The whole chapter, with its shifts in time and persepctive, seems like a Rashoman-like approximation of the truth.  Flashbacks, unlike memories, are supposed to be true:  we're being shown something that actually happened.  Hitchcock used this standard of truth to con the audience in the movie Stage Fright.  He starts the movie with a flashback that we assume to be true, but turns out not to be.  Pynchon gives us a conditional flashforward, a "could have been true," in the friendly chat between Weed and Rex.  Are all the flashbacks necessarily true?

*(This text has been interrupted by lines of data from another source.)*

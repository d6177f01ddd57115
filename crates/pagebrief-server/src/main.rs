//! PageBrief server - HTTP surface for the brief pipeline
//!
//! Request handling is a thin shell: each endpoint invokes the pipeline
//! from the `pagebrief` crate and serializes its return value. Routing,
//! CORS, static assets, and the OpenAPI document carry no pipeline logic.

mod openapi;
mod routes;

use clap::Parser;
use pagebrief::{BriefOptions, Budgets, Persona};
use routes::AppState;
use std::path::PathBuf;
use std::sync::Arc;
use tracing::info;
use tracing_subscriber::EnvFilter;
use url::Url;

/// PageBrief - persona-wrapped web content briefs over HTTP
#[derive(Parser, Debug)]
#[command(name = "pagebrief-server")]
#[command(author, version, about, long_about = None)]
struct Args {
    /// Bind address
    #[arg(long, default_value = "127.0.0.1:8080")]
    bind: String,

    /// Text character budget
    #[arg(long, default_value_t = pagebrief::DEFAULT_TEXT_BUDGET)]
    text_budget: usize,

    /// Image-list character budget
    #[arg(long, default_value_t = pagebrief::DEFAULT_IMAGE_BUDGET)]
    image_budget: usize,

    /// Publicly advertised base URL, used in the OpenAPI document
    #[arg(long, default_value = "http://127.0.0.1:8080")]
    public_url: String,

    /// Search-engine base URL for the search endpoint
    #[arg(long, default_value = "https://html.duckduckgo.com/html/")]
    search_base: Url,

    /// Path to the plugin icon served at /icon.png
    #[arg(long, default_value = "icon.png")]
    icon: PathBuf,

    /// Path to the plugin manifest served at /ai-plugin.json
    #[arg(long, default_value = "ai-plugin.json")]
    manifest: PathBuf,

    /// JSON file overriding the built-in retriever persona
    #[arg(long)]
    retriever_persona: Option<PathBuf>,

    /// JSON file overriding the built-in searcher persona
    #[arg(long)]
    searcher_persona: Option<PathBuf>,
}

fn load_persona(override_path: Option<&PathBuf>, built_in: Persona) -> std::io::Result<Persona> {
    match override_path {
        Some(path) => Persona::from_json_file(path),
        None => Ok(built_in),
    }
}

#[tokio::main]
async fn main() -> std::io::Result<()> {
    tracing_subscriber::fmt()
        .with_env_filter(EnvFilter::from_default_env())
        .init();

    let args = Args::parse();

    let retriever = load_persona(args.retriever_persona.as_ref(), Persona::retriever())?;
    let searcher = load_persona(args.searcher_persona.as_ref(), Persona::searcher())?;

    let state = Arc::new(AppState {
        options: BriefOptions {
            budgets: Budgets {
                text_chars: args.text_budget,
                image_chars: args.image_budget,
            },
            ..Default::default()
        },
        retriever,
        searcher,
        search_base: args.search_base,
        icon_path: args.icon,
        manifest_path: args.manifest,
        openapi: openapi::document(&args.public_url),
    });

    let app = routes::app(state);

    let listener = tokio::net::TcpListener::bind(&args.bind).await?;
    info!(addr = %args.bind, "pagebrief server listening");
    axum::serve(listener, app).await
}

Maybe the flashback to Rex giving away his car to the revolutionaries from BAAD is meant as a variation of an urban legend, rather than reality.  

Laura

-----Original Message-----
>From: Robin Landseadel <robinlandseadel at comcast.net>
>Sent: Feb 27, 2009 9:54 AM
>To: pynchon-l at waste.org
>Subject: Re: VLVL(12) pgs 239- 246
>
>
>On Feb 27, 2009, at 6:41 AM, Bekah wrote:
>
>> I can't recall any television shows which used the flashback/flash- 
>> forward a whole lot.
>
>I'm not pointing to the usual sitcoms/soap-operas/crime-dramas. I'm  
>referring to made for TV movies and mini-series, multi-generational  
>sagas that resort to flashbacks to sustain continuity. While "Titanic"  
>is one of those big-time Hollywood movies, the techniques in James  
>Cameron's film come to mind. Note as well current programs like  
>"Without a Trace" that juggle time to resolve a "mystery."
>
>Of course, "Citizen Kane" is the all-time champion of the technique.